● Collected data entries
┌────────
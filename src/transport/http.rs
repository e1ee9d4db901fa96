//! HTTP transports against the agent server's REST API.

use async_trait::async_trait;
use reqwest::{Client, RequestBuilder, Response};
use serde::{Deserialize, Serialize};

use super::{PushChannel, SessionMessage, SessionTransport};
use crate::error::{Error, Result};

/// Server id used for central channels when none is configured.
pub const DEFAULT_SERVER_ID: &str = "00000000-0000-0000-0000-000000000000";

pub struct HttpSessionTransport {
    client: Client,
    base_url: String,
    api_key: Option<String>,
}

#[derive(Serialize)]
#[serde(rename_all = "camelCase")]
struct CreateSessionRequest<'a> {
    agent_id: &'a str,
    user_id: &'a str,
    metadata: SessionMetadata,
}

#[derive(Serialize)]
struct SessionMetadata {
    platform: &'static str,
}

#[derive(Deserialize)]
#[serde(rename_all = "camelCase")]
struct CreateSessionResponse {
    session_id: Option<String>,
}

#[derive(Serialize)]
struct PostMessageRequest<'a> {
    content: &'a str,
}

#[derive(Deserialize)]
struct MessagesResponse {
    #[serde(default)]
    messages: Vec<SessionMessage>,
}

impl HttpSessionTransport {
    pub fn new(base_url: impl Into<String>) -> Self {
        Self {
            client: Client::new(),
            base_url: base_url.into().trim_end_matches('/').to_string(),
            api_key: None,
        }
    }

    pub fn with_api_key(mut self, api_key: Option<String>) -> Self {
        self.api_key = api_key.filter(|key| !key.is_empty());
        self
    }

    fn sessions_url(&self) -> String {
        format!("{}/api/messaging/sessions", self.base_url)
    }

    fn authorize(&self, request: RequestBuilder) -> RequestBuilder {
        match &self.api_key {
            Some(key) => request.bearer_auth(key),
            None => request,
        }
    }
}

#[async_trait]
impl SessionTransport for HttpSessionTransport {
    async fn create_session(&self, agent_id: &str, caller_id: &str) -> Result<String> {
        let request = CreateSessionRequest {
            agent_id,
            user_id: caller_id,
            metadata: SessionMetadata { platform: "web" },
        };

        let response = self
            .authorize(self.client.post(self.sessions_url()))
            .json(&request)
            .send()
            .await
            .map_err(|e| Error::Initialization(format!("session request failed: {}", e)))?;
        let response = check_status(response)
            .await
            .map_err(|e| Error::Initialization(e.to_string()))?;

        let body: CreateSessionResponse = response.json().await?;
        body.session_id
            .filter(|id| !id.is_empty())
            .ok_or_else(|| {
                Error::Initialization(format!("Failed to create session for agent {}", agent_id))
            })
    }

    async fn post_message(&self, session_id: &str, text: &str) -> Result<()> {
        let response = self
            .authorize(
                self.client
                    .post(format!("{}/{}/messages", self.sessions_url(), session_id)),
            )
            .json(&PostMessageRequest { content: text })
            .send()
            .await
            .map_err(|e| Error::SendFailure(e.to_string()))?;
        check_status(response).await?;
        Ok(())
    }

    async fn fetch_messages(&self, session_id: &str) -> Result<Vec<SessionMessage>> {
        let response = self
            .authorize(
                self.client
                    .get(format!("{}/{}/messages", self.sessions_url(), session_id)),
            )
            .send()
            .await?;
        let body: MessagesResponse = check_status(response).await?.json().await?;
        Ok(body.messages)
    }
}

/// Push channel that posts into an agent's central messaging channel.
pub struct HttpPushChannel {
    client: Client,
    base_url: String,
    channel_id: String,
    server_id: String,
    author_id: String,
    api_key: Option<String>,
}

#[derive(Serialize)]
struct ChannelMessageRequest<'a> {
    #[serde(rename = "channelId")]
    channel_id: &'a str,
    server_id: &'a str,
    author_id: &'a str,
    content: &'a str,
}

impl HttpPushChannel {
    pub fn new(
        base_url: impl Into<String>,
        channel_id: impl Into<String>,
        author_id: impl Into<String>,
    ) -> Self {
        Self {
            client: Client::new(),
            base_url: base_url.into().trim_end_matches('/').to_string(),
            channel_id: channel_id.into(),
            server_id: DEFAULT_SERVER_ID.to_string(),
            author_id: author_id.into(),
            api_key: None,
        }
    }

    pub fn with_server_id(mut self, server_id: impl Into<String>) -> Self {
        self.server_id = server_id.into();
        self
    }

    pub fn with_api_key(mut self, api_key: Option<String>) -> Self {
        self.api_key = api_key.filter(|key| !key.is_empty());
        self
    }
}

#[async_trait]
impl PushChannel for HttpPushChannel {
    async fn send(&self, text: &str) -> Result<()> {
        let url = format!(
            "{}/api/messaging/central-channels/{}/messages",
            self.base_url, self.channel_id
        );
        let mut request = self.client.post(url).json(&ChannelMessageRequest {
            channel_id: &self.channel_id,
            server_id: &self.server_id,
            author_id: &self.author_id,
            content: text,
        });
        if let Some(key) = &self.api_key {
            request = request.bearer_auth(key);
        }

        let response = request
            .send()
            .await
            .map_err(|e| Error::SendFailure(e.to_string()))?;
        check_status(response).await?;
        Ok(())
    }
}

/// Turn a non-success status into `SendFailure` carrying the body.
async fn check_status(response: Response) -> Result<Response> {
    let status = response.status();
    if status.is_success() {
        return Ok(response);
    }
    let body = response.text().await.unwrap_or_default();
    Err(Error::SendFailure(format!("{} {}", status.as_u16(), body)))
}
└────────
● Problem details
Wherever the word "Initialization" occurs in the data above, copy the line it sits in.

● Solution to the problem
            .map_err(|e| Error::Initialization(format!("session request failed: {}", e)))?;
            .map_err(|e| Error::Initialization(e.to_string()))?;
                Error::Initialization(format!("Failed to create session for agent {}", agent_id))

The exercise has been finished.